Hi all,
I am trying to modify the formate of a big file:
The file is tab-delimited Here how the file looks like:
AB11.1 CB:0078_0.53 CB:0044464_0.42 CB:0005623_0.466
AB10.1
AB01.2 CB:0036_0.4 CB:0003824_0.4 CB:0005575_0.7 CB:0005622_0.2 CB:0005623_0.6
AB01.2 CB:0036_0.3 CB:0003824_0.43 CB:0005575_0.7 CB:0005622_0.1
Please note that the number of columns for each row is not identical. The number of columns can be more than 400 or it can be only 1, and some few rows are empty like for the ID: AB10.1
I want to modify the formate first by removing all characters that come after this symbol _
including the symbol itself.
Then modify the separators:
1- Only after the first column it is separated by tab-delimited
2- Starting from the second till the last column they should be separated by a comma and then space
So output file should look like this:
AB11.1 CB:0078, CB:0044464, CB:0005623
AB10.1
AB01.2 CB:0036, CB:0003824, CB:0005575, CB:0005622, CB:0005623
AB01.2 CB:0036, CB:0003824, CB:0005575, CB:0005622
How to do that in a bash script (I have super basic knowledge)? or maybe python (never used it)?

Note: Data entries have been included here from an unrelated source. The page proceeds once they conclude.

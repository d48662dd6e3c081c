#[derive(Debug, thiserror::Error)]
#[non_exhaustive]
pub enum Error {
    #[error("invalid email address: {0:?}")]
    InvalidEmail(String),
    #[error("configuration error: {0}")]
    Config(String),
}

Yes, I managed to do it with awk and sed;
To remove the last 6 characters from a file in each column
awk '{for(i=1;i<=NF;i++) sub(/......$/,X,$i)}1'
That assumed you'll need to remove exactly 6 characters from each field, which doesn't seem to be the case. Please be careful with such assumptions.
Due to this, first column will be removed as there are 6 characters only.